Nuclear energy is considered by the new government as an addition to the energy mix. The intention is for the government to facilitate and support financially interested parties in the market. “Safe and permanent storage of nuclear waste is assured.”
With the construction of nuclear power plants, the Netherlands wants to be less dependent on gas imports. Nuclear energy can also complement solar, wind and geothermal energy and can be used to produce hydrogen.
‘Options must also be evaluated in Belgium’
The question is how our federal government will respond to Dutch climate and energy plans. Our country wants to shut down all nuclear reactors by 2025 – and in doing so, it will focus on new gas-fired power plants. MR President Georges-Louis Bushes, among others, does not hide the fact that he is not available for a nuclear exit. Flemish Energy Minister Saturn Demir (N-VA) felt that “a new Belgian joke is emerging”. Energy Minister Tine van der Straiten (Green) has asked that Vivaldi’s parties make a final decision before Christmas.
“The Netherlands is making a number of interesting choices,” said Prime Minister Alexander de Croo (Open VLD). “In the field of energy, they are really looking to the future and with an open mind on the technology of the future. We also want to create an energy strategy for the next 30-40 years in our country. We have to run our own policy. Also in Belgium today there are options that need to be evaluated, and that would be a rational choice. This choice has not yet been made.”
What else is in the Dutch coalition agreement?

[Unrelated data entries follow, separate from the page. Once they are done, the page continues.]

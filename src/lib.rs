//! An XSLT 1.0 template interpreter.
//!
//! Parse the source and stylesheet with [`Document::parse`], load the stylesheet
//! into an [`XsltProcessor`] and transform into a fragment of any output
//! [`Document`]. [`transform_str`] does all of that for text in, text out.

pub mod error;

pub use error::Error;
pub use weft_dom as dom;
pub use weft_dom::{Document, NodeKind, SerializeOptions, XmlNode, xml_text, xml_value};
pub use weft_xpath1 as xpath;
pub use weft_xslt as xslt;
pub use weft_xslt::{ExecutionConfig, Value, XsltError, XsltProcessor, xslt_process};

/// Transforms `xml` with `xslt` and serializes the result.
pub fn transform_str(xml: &str, xslt: &str) -> Result<String, Error> {
    transform_str_with(xml, xslt, ExecutionConfig::default())
}

/// [`transform_str`] with an explicit configuration.
pub fn transform_str_with(xml: &str, xslt: &str, config: ExecutionConfig) -> Result<String, Error> {
    let source = Document::parse(xml)?;
    let stylesheet = Document::parse(xslt)?;

    let mut processor = XsltProcessor::with_config(config);
    processor.import_stylesheet(stylesheet.root());
    let output = Document::new();
    let fragment = processor.transform_to_fragment(source.root(), &output)?;
    log::debug!("Serializing {} output nodes", output.node_count());
    Ok(xml_text(fragment, &SerializeOptions::default()))
}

- From minimum wage By 7.5 percent
- From household expenses With 3 billion euros
- to defense An additional 3 billion euros are allocated annually
- Cooperation for development He receives an additional half a billion euros annually
- In time there will be a file sugar tax
- From Value added tax on health products When fruits and vegetables die
Investments will increase Dutch debt: government debt will exceed the European standard of 60 percent of GDP by 2025.